Völckers's position was further threatened by the near-collapse of the Third Panzer Army's VI Corps, immediately to the north. At 11:20 on 25 June the VI Corps, which had been cut off from its parent formation, was reassigned to Fourth Army. Part of its reserve, the 14th Infantry Division, was brought up to try to slow the Soviet advance north of Orsha. By midnight, however, the 11th Guards Army had shattered the remnant of VI Corps in the 'Hessen' line, and the 78th Sturm Division's situation was becoming untenable: 26 June saw the German forces in retreat. Soviet tank forces of the 2nd Guards Tank Corps were able to push up the road towards Minsk at speed, with a subsidiary force breaking off to encircle Orsha, which was liberated on the evening of 26 June. The main exploitation force, Pavel Rotmistrov's 5th Guards Tank Army, was then committed through the gap torn in the German lines. VI Corps finally crumbled completely, its rear elements falling back towards Borisov in disarray: its commander, General Georg Pfeiffer, was killed on 28 June after losing contact with his divisions. Völckers was ordered to hold fast, but lacked the necessary resources despite shifting his 260th Infantry Division northwards and moving the 286th Security Division into the lines.

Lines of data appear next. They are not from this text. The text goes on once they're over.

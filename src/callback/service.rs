//! Callback handler for the engine's save-back protocol
//!
//! After the bearer credential check, every internal outcome collapses
//! into the same terse acknowledgment; the log line is the only
//! externally visible difference. Only a ready-to-save notification
//! touches storage, and the commit runs under a per-document lock.

use std::sync::Arc;

use serde::Deserialize;

use crate::catalog::DocumentRepository;
use crate::observability::Logger;
use crate::storage::StorageBackend;
use crate::token::{TokenError, TokenResult};
use crate::token::TokenIssuer;

use super::fetcher::ContentFetcher;
use super::locks::DocumentLocks;
use super::status::SaveStatus;

/// Inbound save notification body
///
/// Parsed tolerantly: the engine sends more fields than these, and an
/// absent or malformed body behaves as status 0.
#[derive(Debug, Clone, Default, Deserialize)]
pub struct SaveNotification {
    #[serde(default)]
    pub status: i64,

    #[serde(default)]
    pub url: Option<String>,
}

/// What one callback did, for logging and tests
#[derive(Debug, Clone, Copy, PartialEq, Eq)]
pub enum CallbackOutcome {
    /// Status carried no content to commit
    Ignored,
    /// Ready-to-save without a content URL
    MissingUrl,
    /// Document id did not resolve
    UnknownDocument,
    /// Content fetch failed (scheme, timeout, network, size, status)
    FetchFailed,
    /// Storage write or version update failed; document left as-is
    CommitFailed,
    /// Content replaced and version advanced
    Committed { version: u64 },
}

/// Save-back service
pub struct CallbackService {
    documents: Arc<dyn DocumentRepository>,
    storage: Arc<dyn StorageBackend>,
    issuer: TokenIssuer,
    fetcher: ContentFetcher,
    locks: DocumentLocks,
}

impl CallbackService {
    pub fn new(
        documents: Arc<dyn DocumentRepository>,
        storage: Arc<dyn StorageBackend>,
        issuer: TokenIssuer,
        fetcher: ContentFetcher,
    ) -> Self {
        Self {
            documents,
            storage,
            issuer,
            fetcher,
            locks: DocumentLocks::new(),
        }
    }

    /// Verify the engine's bearer credential.
    ///
    /// Runs before anything else on the callback path: a request that
    /// cannot prove it came from the engine is rejected outright, with
    /// no mutation and no acknowledgment.
    pub fn verify_engine_credential(&self, bearer: Option<&str>) -> TokenResult<()> {
        let token = bearer.ok_or(TokenError::Malformed)?;
        self.issuer.verify_engine(token)
    }

    /// Apply one save notification.
    ///
    /// Infallible by contract: every internal error is logged and folded
    /// into the returned outcome, and the caller acknowledges regardless.
    pub async fn handle_save(
        &self,
        document_id: &str,
        notification: &SaveNotification,
    ) -> CallbackOutcome {
        let status = SaveStatus::from_code(notification.status);
        let status_label = format!("{:?}", status);

        if !status.is_ready_to_save() {
            Logger::info(
                "CALLBACK_IGNORED",
                &[("doc_id", document_id), ("status", &status_label)],
            );
            return CallbackOutcome::Ignored;
        }

        let url = match notification.url.as_deref() {
            Some(url) => url,
            None => {
                Logger::warn("CALLBACK_MISSING_URL", &[("doc_id", document_id)]);
                return CallbackOutcome::MissingUrl;
            }
        };

        // Resolve before fetching; an unknown id costs no network round trip
        match self.documents.find_by_id(document_id) {
            Ok(Some(_)) => {}
            Ok(None) => {
                Logger::warn("CALLBACK_UNKNOWN_DOCUMENT", &[("doc_id", document_id)]);
                return CallbackOutcome::UnknownDocument;
            }
            Err(e) => {
                let error = e.to_string();
                Logger::error(
                    "CALLBACK_LOOKUP_FAILED",
                    &[("doc_id", document_id), ("error", &error)],
                );
                return CallbackOutcome::UnknownDocument;
            }
        }

        let bytes = match self.fetcher.fetch(url).await {
            Ok(bytes) => bytes,
            Err(e) => {
                let error = e.to_string();
                Logger::warn(
                    "CALLBACK_FETCH_FAILED",
                    &[("doc_id", document_id), ("error", &error)],
                );
                return CallbackOutcome::FetchFailed;
            }
        };

        self.commit(document_id, &bytes).await
    }

    /// Commit fetched content under the per-document lock: replace the
    /// file atomically, then advance the version counter.
    async fn commit(&self, document_id: &str, bytes: &[u8]) -> CallbackOutcome {
        let lock = self.locks.for_document(document_id);
        let _guard = lock.lock().await;

        // Re-read inside the lock so concurrent commits never lose a bump
        let document = match self.documents.find_by_id(document_id) {
            Ok(Some(document)) => document,
            Ok(None) => {
                Logger::warn("CALLBACK_UNKNOWN_DOCUMENT", &[("doc_id", document_id)]);
                return CallbackOutcome::UnknownDocument;
            }
            Err(e) => {
                let error = e.to_string();
                Logger::error(
                    "CALLBACK_LOOKUP_FAILED",
                    &[("doc_id", document_id), ("error", &error)],
                );
                return CallbackOutcome::UnknownDocument;
            }
        };

        if let Err(e) = self.storage.write_atomic(&document.storage_path, bytes) {
            let error = e.to_string();
            Logger::error(
                "CALLBACK_COMMIT_FAILED",
                &[("doc_id", document_id), ("error", &error)],
            );
            return CallbackOutcome::CommitFailed;
        }

        let mut updated = document;
        updated.version += 1;
        match self.documents.update(&updated) {
            Ok(()) => {
                let version = updated.version.to_string();
                let size = bytes.len().to_string();
                Logger::info(
                    "CALLBACK_COMMITTED",
                    &[
                        ("bytes", &size),
                        ("doc_id", document_id),
                        ("version", &version),
                    ],
                );
                CallbackOutcome::Committed {
                    version: updated.version,
                }
            }
            Err(e) => {
                // Content is already on disk; only the counter failed
                let error = e.to_string();
                Logger::error(
                    "CALLBACK_VERSION_UPDATE_FAILED",
                    &[("doc_id", document_id), ("error", &error)],
                );
                CallbackOutcome::CommitFailed
            }
        }
    }
}
//! # Session Token Issuer
//!
//! Signed, time-bounded claim sets shared with the editing engine:
//! descriptor tokens authorizing an editing session, link tokens binding a
//! download URL to one storage path, and verification of the bearer
//! credential on inbound callbacks. Everything is HMAC-signed with the
//! pre-shared secret from the configuration.

pub mod claims;
pub mod errors;
pub mod issuer;

pub use claims::{DescriptorClaims, DescriptorDocument, LinkClaims};
pub use errors::{TokenError, TokenResult};
pub use issuer::TokenIssuer;
//! Structured JSON logger
//!
//! One log line = one event:
//! - Structured (JSON), with an RFC 3339 timestamp
//! - Deterministic key ordering
//! - Explicit severity levels
//! - Synchronous, no buffering

use std::fmt;
use std::io::{self, Write};

use chrono::{SecondsFormat, Utc};

/// Log severity levels
#[derive(Debug, Clone, Copy, PartialEq, Eq, PartialOrd, Ord)]
pub enum Severity {
    /// Normal operations
    Info = 0,
    /// Recoverable issues; swallowed callback failures land here
    Warn = 1,
    /// Operation failures
    Error = 2,
    /// Unrecoverable, process exits
    Fatal = 3,
}

impl Severity {
    /// Returns the string representation
    pub fn as_str(&self) -> &'static str {
        match self {
            Severity::Info => "INFO",
            Severity::Warn => "WARN",
            Severity::Error => "ERROR",
            Severity::Fatal => "FATAL",
        }
    }
}

impl fmt::Display for Severity {
    fn fmt(&self, f: &mut fmt::Formatter<'_>) -> fmt::Result {
        write!(f, "{}", self.as_str())
    }
}

/// A structured logger that outputs JSON log lines
///
/// Writes are synchronous and unbuffered; field keys are ordered
/// deterministically so lines diff cleanly across runs.
pub struct Logger;

impl Logger {
    /// Log an event with the given severity and fields
    ///
    /// Fields are output in deterministic order (alphabetical by key)
    pub fn log(severity: Severity, event: &str, fields: &[(&str, &str)]) {
        Self::log_to_writer(severity, event, fields, &mut io::stdout());
    }

    /// Log to stderr (for errors and fatal messages)
    pub fn log_stderr(severity: Severity, event: &str, fields: &[(&str, &str)]) {
        Self::log_to_writer(severity, event, fields, &mut io::stderr());
    }

    /// Internal log implementation that writes to a given writer
    fn log_to_writer<W: Write>(
        severity: Severity,
        event: &str,
        fields: &[(&str, &str)],
        writer: &mut W,
    ) {
        // Build JSON manually to keep the fixed keys in a fixed position
        let mut output = String::with_capacity(256);

        output.push('{');

        // Timestamp first, then event, then severity
        output.push_str("\"ts\":\"");
        output.push_str(&Utc::now().to_rfc3339_opts(SecondsFormat::Millis, true));
        output.push('"');

        output.push_str(",\"event\":\"");
        Self::escape_json_string(&mut output, event);
        output.push('"');

        output.push_str(",\"severity\":\"");
        output.push_str(severity.as_str());
        output.push('"');

        // Sort fields alphabetically for deterministic output
        let mut sorted_fields: Vec<_> = fields.iter().collect();
        sorted_fields.sort_by_key(|(k, _)| *k);

        for (key, value) in sorted_fields {
            output.push_str(",\"");
            Self::escape_json_string(&mut output, key);
            output.push_str("\":\"");
            Self::escape_json_string(&mut output, value);
            output.push('"');
        }

        output.push('}');
        output.push('\n');

        // Write atomically (one syscall)
        let _ = writer.write_all(output.as_bytes());
        let _ = writer.flush();
    }

    /// Escape special characters for JSON strings
    fn escape_json_string(output: &mut String, s: &str) {
        for c in s.chars() {
            match c {
                '"' => output.push_str("\\\""),
                '\\' => output.push_str("\\\\"),
                '\n' => output.push_str("\\n"),
                '\r' => output.push_str("\\r"),
                '\t' => output.push_str("\\t"),
                c if c.is_control() => {
                    output.push_str(&format!("\\u{:04x}", c as u32));
                }
                c => output.push(c),
            }
        }
    }

    /// Log at INFO level
    pub fn info(event: &str, fields: &[(&str, &str)]) {
        Self::log(Severity::Info, event, fields);
    }

    /// Log at WARN level
    pub fn warn(event: &str, fields: &[(&str, &str)]) {
        Self::log(Severity::Warn, event, fields);
    }

    /// Log at ERROR level
    pub fn error(event: &str, fields: &[(&str, &str)]) {
        Self::log_stderr(Severity::Error, event, fields);
    }

    /// Log at FATAL level
    pub fn fatal(event: &str, fields: &[(&str, &str)]) {
        Self::log_stderr(Severity::Fatal, event, fields);
    }
}

/// Capture logs to a buffer for testing
#[cfg(test)]
pub fn capture_log(
    severity: Severity,
    event: &str,
    fields: &[(&str, &str)],
) -> String {
    let mut buffer = Vec::new();
    Logger::log_to_writer(severity, event, fields, &mut buffer);
    String::from_utf8(buffer).unwrap()
}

The operation effectively ceased with the arrival of 5th Guards Tank Army's forward units at the Berezina on 28 June.

==Consequences==
In terms of its objectives within the broader structure of Operation Bagration, the offensive was a complete success:
- The two key cities and communication / transport centres of Vitebsk and Orsha were captured.
- Heavy damage was inflicted on German forces, with the LIII Corps of Third Panzer Army being almost eliminated and other corps suffering high levels of casualties and loss of equipment.
- The breakthrough of exploitation forces at Orsha, in combination with a similar breakthrough in the south in the parallel Bobruysk offensive operation, set up the planned encirclement of the bulk of the German Fourth Army in the following Minsk offensive operation.